Оба подумали об одном и том же: скоро Орасио станет ткачом и тогда будет работать восемь часов — вот и найдется время для чтения…

За несколько недель до того Маррета однажды как бы между прочим сказал: «После одной из ближайших получек меня вышвырнут на улицу». Больше он ни разу об этом не заговаривал, но Орасио чувствовал, что это, пожалуй, правда. Матеус, который держался со всеми очень сухо, теперь стал обращаться с Марретой значительно мягче, как бы сочувствуя ему. Если он останавливался у станка Марреты, то уже не зло, а, наоборот, снисходительно посматривал на старика. Маррета, словно ничего не замечая, продолжал все так же светло улыбаться и в цеху во время работы и в столовой за обедом, когда рассказывал о войне и о новом мире, который придет ей на смену…

Сейчас он говорил Орасио:

— Мне приятно, что ты хочешь перечитать эти книги. Ты себе не представляешь, как ты меня этим обрадовал.

На следующее утро старик принес книжки.

— Все мои книги в твоем распоряжении… — сказал он.

Орасио невольно подумал, что, когда Маррету уволят с фабрики, они будут очень редко видеться.

Старый ткач, будто отгадав его мысли, предложил:

— Если хочешь, потом я буду посылать тебе книги через одного товарища…

Это «потом» болью отозвалось в сердце Орасио.

Для них обоих потянулись тягостные дни. Маррета все время ждал увольнения, хотя и не показывал вида. Как-то вечером он спросил Орасио:

— Кажется, уже год, как ты начал обучаться на ткача?

— Да, позавчера исполнился год…

— Ну, жди мастера… Скоро он поставит тебя за мой станок. — На глазах старика показались слезы.

— Я не хочу? — воскликнул Орасио. — Я здесь не останусь!

— Не говори глупостей. Если ты откажешься, придет другой. — Голос Марреты стал особенно мягким: — Прости меня… Я не должен был говорить об этом. Но вот… забываюсь и, сам того не желая, заставляю тебя страдать…

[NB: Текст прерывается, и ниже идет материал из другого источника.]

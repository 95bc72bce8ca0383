//! `BD_ADDR` and address-type primitives shared across the HCI, management,
//! L2CAP and host layers, plus the short-UUID to Bluetooth-Base-UUID
//! expansion used by GATT service/characteristic/descriptor lookups.

use std::fmt;
use std::str::FromStr;

use thiserror::Error;
use uuid::Uuid;

#[derive(Error, Debug, Clone, PartialEq, Eq)]
pub enum AddressParseError {
    #[error("invalid BD_ADDR string: {0}")]
    InvalidFormat(String),
}

/// A 48-bit Bluetooth device address, stored network byte order reversed
/// (least-significant octet first) to match the wire/HCI representation.
#[derive(Clone, Copy, PartialEq, Eq, PartialOrd, Ord, Hash)]
pub struct Address([u8; 6]);

impl Address {
    pub const ZERO: Address = Address([0; 6]);

    /// Builds an address from six octets already in HCI (little-endian) order.
    pub const fn from_hci_bytes(bytes: [u8; 6]) -> Self {
        Self(bytes)
    }

    pub const fn to_hci_bytes(self) -> [u8; 6] {
        self.0
    }

    pub fn is_zero(&self) -> bool {
        self.0 == [0; 6]
    }
}

impl fmt::Display for Address {
    fn fmt(&self, f: &mut fmt::Formatter<'_>) -> fmt::Result {
        let b = &self.0;
        write!(
            f,
            "{:02X}:{:02X}:{:02X}:{:02X}:{:02X}:{:02X}",
            b[5], b[4], b[3], b[2], b[1], b[0]
        )
    }
}

impl fmt::Debug for Address {
    fn fmt(&self, f: &mut fmt::Formatter<'_>) -> fmt::Result {
        write!(f, "Address({})", self)
    }
}

impl FromStr for Address {
    type Err = AddressParseError;

    fn from_str(s: &str) -> Result<Self, Self::Err> {
        let parts: Vec<&str> = s.split(':').collect();
        if parts.len() != 6 {
            return Err(AddressParseError::InvalidFormat(s.to_string()));
        }
        let mut bytes = [0u8; 6];
        for (i, part) in parts.iter().enumerate() {
            bytes[5 - i] = u8::from_str_radix(part, 16)
                .map_err(|_| AddressParseError::InvalidFormat(s.to_string()))?;
        }
        Ok(Self(bytes))
    }
}

impl From<macaddr::MacAddr6> for Address {
    fn from(mac: macaddr::MacAddr6) -> Self {
        let b = mac.into_array();
        Self([b[5], b[4], b[3], b[2], b[1], b[0]])
    }
}

impl From<Address> for macaddr::MacAddr6 {
    fn from(addr: Address) -> Self {
        let b = addr.0;
        macaddr::MacAddr6::new(b[5], b[4], b[3], b[2], b[1], b[0])
    }
}

/// Device address type, as carried on LE advertising reports and connection
/// complete events.
#[derive(Debug, Clone, Copy, PartialEq, Eq, Hash, strum::Display, strum::EnumString)]
#[strum(serialize_all = "kebab-case")]
pub enum AddressType {
    Public,
    RandomStatic,
    RandomNonResolvable,
    RandomResolvable,
}

impl AddressType {
    /// Maps the single-bit HCI own/peer address type field (0 = public,
    /// 1 = random) to this four-way type, given the two top bits of the
    /// random address itself when `raw == 1`.
    pub fn from_hci_field(raw: u8, random_addr_top_bits: Option<u8>) -> Self {
        if raw == 0 {
            return AddressType::Public;
        }
        match random_addr_top_bits {
            Some(0b11) => AddressType::RandomStatic,
            Some(0b00) => AddressType::RandomNonResolvable,
            Some(0b01) => AddressType::RandomResolvable,
            _ => AddressType::RandomStatic,
        }
    }
}

const BASE_UUID: u128 = 0x0000_0000_0000_1000_8000_00805F9B34FB;
const BASE_MASK_32: u128 = 0xFFFF_FFFF_0000_0000_0000_0000_0000_0000;
const BASE_MASK_16: u128 = 0x0000_FFFF_0000_0000_0000_0000_0000_0000;

/// Expands/narrows short-form Bluetooth UUIDs against the Bluetooth Base
/// UUID (`00000000-0000-1000-8000-00805F9B34FB`).
pub trait UuidExt: Sized {
    fn from_u16(short: u16) -> Self;
    fn from_u32(short: u32) -> Self;
    /// Narrows to a 16-bit short form if this UUID is within the base range
    /// and its low 96 bits match the base exactly.
    fn short_form_u16(&self) -> Option<u16>;
    fn short_form_u32(&self) -> Option<u32>;
}

impl UuidExt for Uuid {
    fn from_u16(short: u16) -> Self {
        Uuid::from_u128(BASE_UUID | ((short as u128) << 96))
    }

    fn from_u32(short: u32) -> Self {
        Uuid::from_u128(BASE_UUID | ((short as u128) << 96))
    }

    fn short_form_u16(&self) -> Option<u16> {
        let v = self.as_u128();
        if v & !BASE_MASK_16 == BASE_UUID {
            Some(((v & BASE_MASK_16) >> 96) as u16)
        } else {
            None
        }
    }

    fn short_form_u32(&self) -> Option<u32> {
        let v = self.as_u128();
        if v & !BASE_MASK_32 == BASE_UUID {
            Some(((v & BASE_MASK_32) >> 96) as u32)
        } else {
            None
        }
    }
}

#[cfg(test)]
mod tests {
    use super::*;

    #[test]
    fn address_round_trips_through_display_and_from_str() {
        let addr: Address = "1A:2B:3C:4D:5E:6F".parse().unwrap();
        assert_eq!(addr.to_string(), "1A:2B:3C:4D:5E:6F");
    }

    #[test]
    fn address_rejects_malformed_strings() {
        assert!("not-an-address".parse::<Address>().is_err());
        assert!("1A:2B:3C".parse::<Address>().is_err());
    }

    #[test]
    fn uuid_short_form_expands_and_narrows() {
        let battery_level = Uuid::from_u16(0x2A19);
        assert_eq!(battery_level.short_form_u16(), Some(0x2A19));
        assert_eq!(
            battery_level.to_string(),
            "00002a19-0000-1000-8000-00805f9b34fb"
        );
    }

    #[test]
    fn uuid_without_base_suffix_has_no_short_form() {
        let custom = Uuid::parse_str("12345678-1234-5678-1234-56789abcdef0").unwrap();
        assert_eq!(custom.short_form_u16(), None);
        assert_eq!(custom.short_form_u32(), None);
    }
}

Старый ткач оказался прав. В пятницу после обеда Матеус, проходя мимо него, остановился, вежливо поздоровался и не спеша двинулся дальше. Через некоторое время, закончив обход цеха, тем же неторопливым шагом мастер вернулся. Снова задержался возле Марреты и скороговоркой, как бы торопясь избавиться от неприятной обязанности, сказал:

— Ты уже стар и больше работать не можешь. Мне тяжело сообщать тебе об этом, но есть распоряжение дирекции об увольнении. Ты должен сходить к врачу страховой кассы и взять у него свидетельство об инвалидности — это тебе пригодится для получения пособия… Правда, всего двадцать эскудо в неделю, но это лучше, чем ничего…

V

Хотя Орасио и стал теперь ткачом, да и жена начала зарабатывать, к концу года он еще полностью не рассчитался с Валадаресом.

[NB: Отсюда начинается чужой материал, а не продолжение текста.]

#[cfg(test)]
mod tests {
    use super::*;

    #[test]
    fn exchange_mtu_round_trips() {
        let pdu = AttPdu::ExchangeMtuReq { mtu: 247 };
        let bytes = pdu.to_bytes();
        assert_eq!(AttPdu::parse(&bytes).unwrap(), pdu);
    }

    #[test]
    fn error_rsp_round_trips() {
        let pdu = AttPdu::ErrorRsp {
            request_opcode: opcode::READ_REQ,
            handle: 0x0012,
            error_code: error_code::INVALID_HANDLE,
        };
        let bytes = pdu.to_bytes();
        assert_eq!(bytes.len(), 5);
        assert_eq!(AttPdu::parse(&bytes).unwrap(), pdu);
    }

    #[test]
    fn read_by_group_type_rsp_round_trips_uniform_length() {
        let pdu = AttPdu::ReadByGroupTypeRsp {
            data: vec![
                GroupAttrData { handle: 1, end_group_handle: 5, value: vec![0x00, 0x18] },
                GroupAttrData { handle: 6, end_group_handle: 10, value: vec![0x01, 0x18] },
            ],
        };
        let bytes = pdu.to_bytes();
        assert_eq!(AttPdu::parse(&bytes).unwrap(), pdu);
    }

    #[test]
    fn find_information_rsp_round_trips_short_uuids() {
        let pdu = AttPdu::FindInformationRsp {
            data: vec![
                InformationData { handle: 3, uuid: Uuid::from_u16(0x2A19) },
                InformationData { handle: 4, uuid: Uuid::from_u16(0x2902) },
            ],
        };
        let bytes = pdu.to_bytes();
        assert_eq!(bytes[1], 1);
        assert_eq!(AttPdu::parse(&bytes).unwrap(), pdu);
    }

    #[test]
    fn unknown_opcode_is_rejected() {
        assert_eq!(AttPdu::parse(&[0xFF]), Err(AttPduError::UnknownOpcode(0xFF)));
    }
}
use thiserror::Error;

use crate::pdu::PduError;

#[derive(Error, Debug, Clone)]
pub enum SmpError {
    #[error("pairing failed: reason {0:#04x}")]
    Failed(u8),
    #[error("key distribution watchdog expired")]
    WatchdogExpired,
    #[error("operation is invalid for state {0}")]
    InvalidState(&'static str),
    #[error("internal error: {0}")]
    Internal(#[from] SmpInternalError),
}

#[derive(Error, Debug, Clone)]
pub enum SmpInternalError {
    #[error("l2cap error: {0}")]
    L2cap(#[from] ble_l2cap::L2capError),
    #[error("malformed smp pdu: {0}")]
    Pdu(#[from] PduError),
    #[error("key-bin io error: {0}")]
    KeyBinIo(String),
    #[error("key-bin checksum mismatch")]
    KeyBinCorrupt,
    #[error("key-bin version {0} is unsupported")]
    UnsupportedVersion(u8),
    #[error("pairing callback channel dropped without a reply")]
    CallbackDropped,
}

impl From<ble_l2cap::L2capError> for SmpError {
    fn from(err: ble_l2cap::L2capError) -> Self {
        Self::Internal(SmpInternalError::L2cap(err))
    }
}

impl From<PduError> for SmpError {
    fn from(err: PduError) -> Self {
        Self::Internal(SmpInternalError::Pdu(err))
    }
}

Фабриканты повысили наконец заработную плату, но жизнь дорожала и, несмотря на прибавку, рабочие по-прежнему не могли свести концы с концами. Когда Орасио говорил об этом, он так волновался, что Идалина, скрывая свои огорчения, принималась его успокаивать:

— Нам еще везет — ведь нас только двое. Правда, не удается откладывать по двести эскудо в месяц, как ты хотел, но шестьдесят-семьдесят остается… А в прошлом месяце мы сэкономили даже сто…

Орасио язвительно прерывал ее:

— Сэкономили! Оторвали от себя, вот что! Мы не тратим ни одного лишнего винтема… Не развлекаемся, живем впроголодь, во всем себе отказываем — во всем!

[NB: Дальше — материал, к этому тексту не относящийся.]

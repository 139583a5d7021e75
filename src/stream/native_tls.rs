use super::{IoStream, SplitStream};
use crate::errors::*;
use native_tls::HandshakeError;
use snafu::ResultExt;
use std::io::{self, Read, Write};
use std::net::{Shutdown, TcpStream};
use std::sync::{Arc, Mutex};
use std::time::Duration;

// Both halves of a TLS stream share one session behind a mutex. A blocking
// read would hold that mutex indefinitely, so the read half runs with a short
// socket read timeout and retries, releasing the lock between attempts.
const READ_SLICE: Duration = Duration::from_millis(250);

/// Newtype wrapper around a `native_tls::TlsConnector` to make it usable as a
/// burrow transport factory.
pub struct TlsConnector(native_tls::TlsConnector);

impl TlsConnector {
    pub(crate) fn connect(
        &self,
        domain: &str,
        stream: TcpStream,
    ) -> Result<TlsStream> {
        let inner = self.0.connect(domain, stream).map_err(|err| match err {
            HandshakeError::Failure(err) => Error::TlsHandshake {
                message: err.to_string(),
            },
            // the handshake runs on a blocking socket; WouldBlock means the
            // socket was handed to us in nonblocking mode, which we treat as
            // a handshake failure rather than polling
            HandshakeError::WouldBlock(_) => Error::TlsHandshake {
                message: "TLS handshake would block on a blocking socket".to_string(),
            },
        })?;
        Ok(TlsStream(inner))
    }
}

impl From<native_tls::TlsConnector> for TlsConnector {
    fn from(inner: native_tls::TlsConnector) -> TlsConnector {
        TlsConnector(inner)
    }
}

pub struct TlsStream(native_tls::TlsStream<TcpStream>);

impl IoStream for TlsStream {
    fn split(self: Box<Self>) -> Result<SplitStream> {
        let tcp = self.0.get_ref();
        let closer = tcp.try_clone().context(IoSnafu)?;
        tcp.set_read_timeout(Some(READ_SLICE)).context(IoSnafu)?;
        let shared = Arc::new(Mutex::new(self.0));
        Ok(SplitStream {
            reader: Box::new(TlsHalf(Arc::clone(&shared))),
            writer: Box::new(TlsHalf(shared)),
            shutdown: Box::new(move || {
                let _ = closer.shutdown(Shutdown::Both);
            }),
        })
    }
}

struct TlsHalf(Arc<Mutex<native_tls::TlsStream<TcpStream>>>);

impl Read for TlsHalf {
    fn read(&mut self, buf: &mut [u8]) -> io::Result<usize> {
        loop {
            let mut stream = self.0.lock().unwrap();
            match stream.read(buf) {
                Err(err)
                    if err.kind() == io::ErrorKind::WouldBlock
                        || err.kind() == io::ErrorKind::TimedOut =>
                {
                    drop(stream);
                    continue;
                }
                other => return other,
            }
        }
    }
}

impl Write for TlsHalf {
    fn write(&mut self, buf: &[u8]) -> io::Result<usize> {
        self.0.lock().unwrap().write(buf)
    }

    fn flush(&mut self) -> io::Result<()> {
        self.0.lock().unwrap().flush()
    }
}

Идалина в душе была согласна с мужем, но все же старалась его утешить:

— Ты ткач и хорошо зарабатываешь. Детей у нас нет. А другие? Почти у всех большие семьи… вещи в ломбарде. У нас-то вот ничего не заложено. Если бы ты не дал денег Маррете, когда работал четыре дня в неделю, мы бы уже выплатили Валадаресу…

— Господи! Двадцать пять эскудо! Стоит ли говорить о такой мелочи!.. Вот неполная неделя — это действительно причина, и такое положение может повториться.

Прошло несколько дней. Однажды утром, когда Орасио собирался на фабрику, Идалина смущенно проговорила:

— У меня есть подозрение… я очень беспокоюсь…

— Какое подозрение? — встревоженно спросил Орасио.

Идалина не ответила. Догадавшись, в чем дело, он проворчал:

— Сейчас только этого недоставало…

— Ведь ты говорил, что любишь детей…

— Люблю. Но всему свое время.

Подозрения оправдались, и Орасио вынужден был примириться с этой новостью…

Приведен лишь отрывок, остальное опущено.